I learned that stability is stronger than panic.

When there was a crisis in the community or in the family, I didn’t see my aunts cringe or become ruffled easily. They remained calm, did what had to be done, and provided stability along the way. They managed to get things done without flaunting what they were doing. I experienced that quiet care and endurance as a child and grew to appreciate it even more as I got older. I learned that stability in distress is stronger than panic.

None of my aunts were extravagant. Their homes, clothing, and pocketbooks were orderly and clean. They always knew which side of the pocketbook held the Chapstick or Rosebud Salve. They could whip out a checkbook without searching in the bottom of a purse, for it was exactly where they always kept it. I learned that tidiness includes your pocketbook.

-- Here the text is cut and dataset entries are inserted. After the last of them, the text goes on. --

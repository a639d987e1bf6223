//! Inline status messages for forms and pages

use crate::ui::{Icon, icons};
use leptos::prelude::*;

/// Error message component
/// Shows the message when Some, hidden when None
#[component]
pub fn ErrorMessage(#[prop(into)] error: Signal<Option<String>>) -> impl IntoView {
    view! {
        <Show when=move || error.get().is_some()>
            <div class="message message-error" role="alert">
                <Icon name=icons::ALERT_CIRCLE class="icon-text"/>
                <span>{move || error.get().unwrap_or_default()}</span>
            </div>
        </Show>
    }
}

#[component]
pub fn SuccessMessage(#[prop(into)] message: Signal<Option<String>>) -> impl IntoView {
    view! {
        <Show when=move || message.get().is_some()>
            <div class="message message-success">
                <Icon name=icons::CHECK class="icon-text"/>
                <span>{move || message.get().unwrap_or_default()}</span>
            </div>
        </Show>
    }
}

/// Empty list placeholder
#[component]
pub fn EmptyState(title: &'static str, #[prop(optional)] hint: Option<&'static str>) -> impl IntoView {
    view! {
        <div class="empty-state">
            <p class="empty-state-title">{title}</p>
            {hint.map(|hint| view! { <p class="empty-state-hint">{hint}</p> })}
        </div>
    }
}
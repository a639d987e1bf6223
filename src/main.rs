#![recursion_limit = "4096"]

#[cfg(feature = "ssr")]
#[tokio::main]
async fn main() -> Result<(), Box<dyn std::error::Error>> {
    use axum::Router;
    use gigboard::app::*;
    use gigboard::core::config::ClientConfig;
    use leptos::logging::log;
    use leptos::prelude::*;
    use leptos_axum::{LeptosRoutes, generate_route_list};
    use tower_http::compression::{CompressionLayer, CompressionLevel};
    use tower_http::services::ServeDir;

    // Load .env file (if exists)
    let _ = dotenvy::dotenv();

    tracing_subscriber::fmt::init();

    // The browser bundle bakes these values in at build time; log what the host sees
    let config = ClientConfig::from_env();
    tracing::info!(
        "Config loaded: api_url={}, custom_api_url={}, unread_poll_ms={}",
        config.api_base_url,
        config.has_custom_api_url(),
        config.unread_poll_interval_ms
    );

    // Load configuration from Cargo.toml [package.metadata.leptos]
    // Can be overridden via LEPTOS_SITE_ADDR env var for Docker/K8s
    let conf = get_configuration(None)?;
    let leptos_options = conf.leptos_options;
    let addr = leptos_options.site_addr;

    let routes = generate_route_list(App);

    // Serve pre-compressed .br / .gz bundles when present
    let pkg_service = ServeDir::new(format!("{}/pkg", leptos_options.site_root))
        .precompressed_br()
        .precompressed_gzip();

    let app = Router::new()
        .nest_service("/pkg", pkg_service)
        .leptos_routes(&leptos_options, routes, {
            let leptos_options = leptos_options.clone();
            move || shell(leptos_options.clone())
        })
        .fallback(leptos_axum::file_and_error_handler(shell))
        .with_state(leptos_options)
        .layer(
            CompressionLayer::new()
                .br(true)
                .gzip(true)
                .quality(CompressionLevel::Best),
        );

    log!("listening on http://{}", &addr);

    let listener = tokio::net::TcpListener::bind(&addr).await?;
    axum::serve(listener, app.into_make_service()).await?;
    Ok(())
}

#[cfg(not(feature = "ssr"))]
pub fn main() {
    // no client-side main function
    // see lib.rs for hydration function instead
}
impl<T: Transport> SessionManager<T> {
    pub fn new(client: Rc<ApiClient<T>>) -> Self {
        let state = Rc::new(RefCell::new(AuthState::Unknown));
        let listeners = Listeners::new();

        // A failed refresh anywhere in the app ends the session here too
        let expiry = {
            let state = Rc::clone(&state);
            let listeners = listeners.clone();
            client.subscribe(move |event| {
                if let ClientEvent::SessionExpired { .. } = event {
                    apply_transition(&state, &listeners, AuthState::Unauthenticated);
                }
            })
        };

        Self {
            client,
            state,
            listeners,
            auth_checked: Rc::new(Cell::new(false)),
            _expiry: Rc::new(expiry),
        }
    }

    pub fn client(&self) -> &Rc<ApiClient<T>> {
        &self.client
    }

    /// Current state snapshot
    pub fn state(&self) -> AuthState {
        self.state.borrow().clone()
    }

    pub fn role(&self) -> Option<Role> {
        self.state.borrow().role()
    }

    pub fn is_authenticated(&self) -> bool {
        self.state.borrow().is_authenticated()
    }

    /// Receive every state change until the returned guard is dropped
    pub fn subscribe(&self, callback: impl Fn(&AuthState) + 'static) -> Subscription {
        self.listeners.subscribe(callback)
    }

    /// Rebuild the in-memory session from storage, validated by `/auth/me`.
    ///
    /// Only the first call asks the backend; later calls return the current state.
    pub async fn check_auth(&self) -> AuthState {
        if self.auth_checked.replace(true) {
            return self.state();
        }

        let store = self.client.store();
        let Some(checked_token) = store.access_token() else {
            self.transition(AuthState::Unauthenticated);
            return self.state();
        };

        let identity = self.fetch_identity().await;

        // A login or logout that finished while /auth/me was in flight owns the session now
        let superseded = !self.state.borrow().is_unknown()
            || store.access_token().as_deref() != Some(checked_token.as_str());
        if superseded {
            tracing::debug!("startup session check superseded");
            return self.state();
        }

        match identity {
            Ok(user) => {
                store.replace_user(&user);
                self.transition(AuthState::Authenticated(user));
            }
            Err(err) => {
                tracing::info!(error = %err, "stored session rejected, signing out");
                store.clear();
                self.transition(AuthState::Unauthenticated);
            }
        }

        self.state()
    }

    /// Sign in with email and password
    pub async fn login(&self, credentials: &Credentials) -> Result<User, ApiError> {
        let request = ApiRequest::post(LOGIN_PATH).json(credentials)?.no_refresh();
        self.establish(request).await
    }

    /// Create an account and sign in
    pub async fn register(&self, registration: &Registration) -> Result<User, ApiError> {
        let request = ApiRequest::post(REGISTER_PATH)
            .json(registration)?
            .no_refresh();
        self.establish(request).await
    }

    async fn establish(&self, request: ApiRequest) -> Result<User, ApiError> {
        let response: AuthResponse = self.client.request_json(request).await?;
        let session = response.into_session()?;

        self.client
            .store()
            .write(&session)
            .map_err(|err| ApiError::Storage(err.to_string()))?;
        self.auth_checked.set(true);
        self.transition(AuthState::Authenticated(session.user.clone()));

        Ok(session.user)
    }

    /// End the session. Never fails: local state is cleared even if the backend call does.
    pub async fn logout(&self) {
        if self.client.store().access_token().is_some() {
            let request = ApiRequest::post(LOGOUT_PATH).no_refresh();
            if let Err(err) = self.client.send(request).await {
                tracing::warn!(error = %err, "logout request failed, clearing local session anyway");
            }
        }

        self.client.store().clear();
        self.transition(AuthState::Unauthenticated);
    }

    async fn fetch_identity(&self) -> Result<User, ApiError> {
        let response: IdentityResponse = self
            .client
            .request_json(ApiRequest::get(ME_PATH).no_refresh())
            .await?;
        Ok(response.user)
    }

    fn transition(&self, next: AuthState) {
        apply_transition(&self.state, &self.listeners, next);
    }
}
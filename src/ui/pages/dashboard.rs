//! Dashboard page component
//!
//! Role home screen. Freelancers get their stats, a job search and one-click
//! applications; recruiters get posting and applicant stats.

use leptos::prelude::*;
use leptos::task::spawn_local;
use leptos_router::components::A;

use crate::core::api::{FreelancerApi, RecruiterApi};
use crate::core::models::{
    ApplicationDraft, ExperienceLevel, FreelancerDashboard, Job, JobSearchFilters, JobType,
    RecruiterDashboard,
};
use crate::core::routes::AppRoute;
use crate::core::session::Role;
use crate::core::validation::{ValidationError, parse_positive_decimal};
use crate::ui::auth::use_auth_context;
use crate::ui::common::{
    EmptyState, ErrorMessage, FormField, InlineSpinner, SelectField, Spinner, TextAreaField,
    field_error,
};
use crate::ui::jobs::{ApplicationRow, JobCard, StatCard};
use crate::ui::notifications::use_toasts;

#[component]
pub fn DashboardPage() -> impl IntoView {
    let auth = use_auth_context();

    view! {
        <main class="page">
            <header class="page-header">
                <h1>{move || auth.user().map(|user| format!("Hi, {}", user.display_name()))}</h1>
            </header>
            {move || match auth.role() {
                Some(Role::Freelancer) => view! { <FreelancerDashboardView /> }.into_any(),
                Some(Role::Recruiter) => view! { <RecruiterDashboardView /> }.into_any(),
                None => ().into_any(),
            }}
        </main>
    }
}

#[component]
fn FreelancerDashboardView() -> impl IntoView {
    let auth = use_auth_context();
    let dashboard = RwSignal::new(None::<FreelancerDashboard>);
    let error = RwSignal::new(None::<String>);

    Effect::new(move |_| {
        let client = auth.client();
        spawn_local(async move {
            match FreelancerApi::new(&client).dashboard().await {
                Ok(data) => dashboard.set(Some(data)),
                Err(err) => error.set(Some(err.user_message())),
            }
        });
    });

    let stat = move |pick: fn(&FreelancerDashboard) -> String| {
        Signal::derive(move || dashboard.with(|d| d.as_ref().map(pick).unwrap_or_default()))
    };

    view! {
        <ErrorMessage error=error />
        <section class="stat-grid">
            <StatCard label="Applications" value=stat(|d| d.stats.total_applications.to_string()) />
            <StatCard label="Pending" value=stat(|d| d.stats.pending_applications.to_string()) />
            <StatCard label="Accepted" value=stat(|d| d.stats.accepted_applications.to_string()) />
            <StatCard label="Profile complete" value=stat(|d| format!("{}%", d.stats.profile_completion)) />
        </section>

        <section class="section">
            <div class="section-header">
                <h2>"Recent applications"</h2>
                <A href=AppRoute::MyApplications.path() attr:class="btn-link">"View all"</A>
            </div>
            {move || match dashboard.get() {
                None => view! { <Spinner /> }.into_any(),
                Some(data) if data.recent_applications.is_empty() => {
                    view! { <EmptyState title="No applications yet" hint="Search for a job below and apply" /> }.into_any()
                }
                Some(data) => data
                    .recent_applications
                    .into_iter()
                    .map(|application| view! { <ApplicationRow application=application /> })
                    .collect_view()
                    .into_any(),
            }}
        </section>

        <JobSearch recommended=Signal::derive(move || {
            dashboard.with(|d| d.as_ref().map(|d| d.recommended_jobs.clone()).unwrap_or_default())
        }) />
    }
}

/// Job search with filters. Shows `recommended` until the first search runs.
#[component]
fn JobSearch(recommended: Signal<Vec<Job>>) -> impl IntoView {
    let auth = use_auth_context();

    let search = RwSignal::new(String::new());
    let level = RwSignal::new(String::new());
    let job_type = RwSignal::new(String::new());
    let min_pay = RwSignal::new(String::new());
    let remote_only = RwSignal::new(false);
    let invalid = RwSignal::new(None::<ValidationError>);

    let results = RwSignal::new(None::<Vec<Job>>);
    let searching = RwSignal::new(false);

    let level_options = std::iter::once(("", "Any level".to_string()))
        .chain(ExperienceLevel::ALL.iter().map(|l| (l.as_str(), l.to_string())))
        .collect::<Vec<_>>();
    let type_options = std::iter::once(("", "Any type".to_string()))
        .chain(JobType::ALL.iter().map(|t| (t.as_str(), t.to_string())))
        .collect::<Vec<_>>();

    let on_submit = move |ev: leptos::ev::SubmitEvent| {
        ev.prevent_default();

        let min_pay = match parse_positive_decimal(&min_pay.get(), "min_pay") {
            Ok(value) => value,
            Err(err) => {
                invalid.set(Some(err));
                return;
            }
        };
        invalid.set(None);

        let filters = JobSearchFilters {
            search: Some(search.get().trim().to_string()).filter(|s| !s.is_empty()),
            experience_level: level.get().parse().ok(),
            min_pay,
            max_pay: None,
            job_type: job_type.get().parse().ok(),
            is_remote: remote_only.get(),
        };

        let client = auth.client();
        searching.set(true);
        spawn_local(async move {
            if let Ok(jobs) = FreelancerApi::new(&client).search_jobs(&filters).await {
                results.set(Some(jobs));
            }
            searching.set(false);
        });
    };

    let shown = move || results.get().unwrap_or_else(|| recommended.get());

    view! {
        <section class="section">
            <div class="section-header">
                <h2>{move || if results.with(Option::is_some) { "Search results" } else { "Recommended for you" }}</h2>
            </div>

            <form class="search-form" on:submit=on_submit>
                <FormField label="Keywords" name="search" placeholder="rust, backend, ..." value=search />
                <SelectField label="Level" name="experience_level" options=level_options value=level />
                <SelectField label="Type" name="job_type" options=type_options value=job_type />
                <FormField
                    label="Min $/hr"
                    name="min_pay"
                    input_type="number"
                    value=min_pay
                    error=field_error(invalid, "min_pay")
                />
                <label class="checkbox">
                    <input
                        type="checkbox"
                        prop:checked=move || remote_only.get()
                        on:change=move |ev| remote_only.set(event_target_checked(&ev))
                    />
                    "Remote only"
                </label>
                <button type="submit" class="btn btn-primary" disabled=move || searching.get()>
                    {move || searching.get().then(|| view! { <InlineSpinner /> })}
                    "Search"
                </button>
            </form>

            {move || {
                let jobs = shown();
                if jobs.is_empty() {
                    view! { <EmptyState title="No jobs found" hint="Try widening the filters" /> }.into_any()
                } else {
                    jobs.into_iter()
                        .map(|job| {
                            let job_id = job.id;
                            view! {
                                <JobCard job=job>
                                    <ApplyPanel job_id=job_id />
                                </JobCard>
                            }
                        })
                        .collect_view()
                        .into_any()
                }
            }}
        </section>
    }
}

/// Collapsible application form for one job
#[component]
fn ApplyPanel(job_id: i64) -> impl IntoView {
    let auth = use_auth_context();
    let toasts = use_toasts();

    let open = RwSignal::new(false);
    let applied = RwSignal::new(false);
    let submitting = RwSignal::new(false);
    let cover_letter = RwSignal::new(String::new());
    let rate = RwSignal::new(String::new());
    let availability = RwSignal::new(String::new());
    let invalid = RwSignal::new(None::<ValidationError>);

    let on_submit = move |ev: leptos::ev::SubmitEvent| {
        ev.prevent_default();

        let proposed_rate = match parse_positive_decimal(&rate.get(), "proposed_rate") {
            Ok(value) => value,
            Err(err) => {
                invalid.set(Some(err));
                return;
            }
        };
        let draft = ApplicationDraft {
            cover_letter: cover_letter.get().trim().to_string(),
            proposed_rate,
            availability_date: Some(availability.get()).filter(|d| !d.is_empty()),
        };
        if let Err(err) = draft.validate() {
            invalid.set(Some(err));
            return;
        }
        invalid.set(None);

        let client = auth.client();
        submitting.set(true);
        spawn_local(async move {
            if FreelancerApi::new(&client).apply(job_id, &draft).await.is_ok() {
                toasts.success("Application sent", "The recruiter has been notified");
                applied.set(true);
                open.set(false);
            }
            submitting.set(false);
        });
    };

    move || {
        if applied.get() {
            view! { <span class="text-success">"Applied"</span> }.into_any()
        } else if !open.get() {
            view! { <button class="btn btn-primary" on:click=move |_| open.set(true)>"Apply"</button> }.into_any()
        } else {
            view! {
                <form class="apply-form" on:submit=on_submit>
                    <TextAreaField
                        label="Cover letter"
                        name="cover_letter"
                        required=true
                        value=cover_letter
                        error=field_error(invalid, "cover_letter")
                    />
                    <div class="field-row">
                        <FormField
                            label="Your rate ($/hr)"
                            name="proposed_rate"
                            input_type="number"
                            value=rate
                            error=field_error(invalid, "proposed_rate")
                        />
                        <FormField label="Available from" name="availability_date" input_type="date" value=availability />
                    </div>
                    <div class="button-row">
                        <button type="button" class="btn btn-ghost" on:click=move |_| open.set(false)>"Cancel"</button>
                        <button type="submit" class="btn btn-primary" disabled=move || submitting.get()>
                            "Send application"
                        </button>
                    </div>
                </form>
            }
            .into_any()
        }
    }
}

#[component]
fn RecruiterDashboardView() -> impl IntoView {
    let auth = use_auth_context();
    let dashboard = RwSignal::new(None::<RecruiterDashboard>);
    let error = RwSignal::new(None::<String>);

    Effect::new(move |_| {
        let client = auth.client();
        spawn_local(async move {
            match RecruiterApi::new(&client).dashboard().await {
                Ok(data) => dashboard.set(Some(data)),
                Err(err) => error.set(Some(err.user_message())),
            }
        });
    });

    let stat = move |pick: fn(&RecruiterDashboard) -> u32| {
        Signal::derive(move || {
            dashboard.with(|d| d.as_ref().map(|d| pick(d).to_string()).unwrap_or_default())
        })
    };

    view! {
        <ErrorMessage error=error />
        <section class="stat-grid">
            <StatCard label="Active jobs" value=stat(|d| d.stats.active_jobs) />
            <StatCard label="Applications" value=stat(|d| d.stats.total_applications) />
            <StatCard label="Pending review" value=stat(|d| d.stats.pending_applications) />
            <StatCard label="Shortlisted" value=stat(|d| d.stats.shortlisted_applications) />
        </section>

        <section class="section">
            <div class="section-header">
                <h2>"Recent jobs"</h2>
                <A href=AppRoute::ManageJobs.path() attr:class="btn-link">"Manage jobs"</A>
            </div>
            {move || match dashboard.get() {
                None => view! { <Spinner /> }.into_any(),
                Some(data) if data.recent_jobs.is_empty() => {
                    view! { <EmptyState title="No jobs posted yet" hint="Post your first job from Manage Jobs" /> }.into_any()
                }
                Some(data) => data
                    .recent_jobs
                    .into_iter()
                    .map(|job| view! { <JobCard job=job /> })
                    .collect_view()
                    .into_any(),
            }}
        </section>

        <section class="section">
            <h2>"Latest applicants"</h2>
            {move || {
                dashboard.get().map(|data| {
                    if data.recent_applications.is_empty() {
                        view! { <EmptyState title="No applicants yet" /> }.into_any()
                    } else {
                        data.recent_applications
                            .into_iter()
                            .map(|application| view! { <ApplicationRow application=application /> })
                            .collect_view()
                            .into_any()
                    }
                })
            }}
        </section>
    }
}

I remember the evening during visitation after a heart attack claimed the life of an uncle. There had been no warning and no time to say goodbye. I watched them, the sisters, my aunts. There were glimmers of tears in their eyes, but no weeping or wailing. How could I possibly handle the death of a sibling with such grace? I wondered.

Underneath their tears was a calm, serene emotion. This was life. Through their grief ran a chord of trust and faith in God. Underlying their sorrow was Truth. God was faithful. He had been faithful in their past. He was faithful today. He would be there in their tomorrows. Their unconditional trust in the sovereignty of God steadied them in their grief.

I learned from my aunts that sorrow does not need to break me.

That is why my aunts could sing in times of sorrow. They had tested the promises of God and found them true, Every Single Time. As a young child, I didn’t understand that faith because I had not yet experienced it myself. I learned that a deep, settled faith comes from years of walking with God and trusting Him when life doesn’t seem fair or doesn’t make sense. 

from my aunts, I learned to be strong

Looking back, I realize the things I learned from my aunts were caught as much as they were taught. It gives me pause. It gives me grateful praise.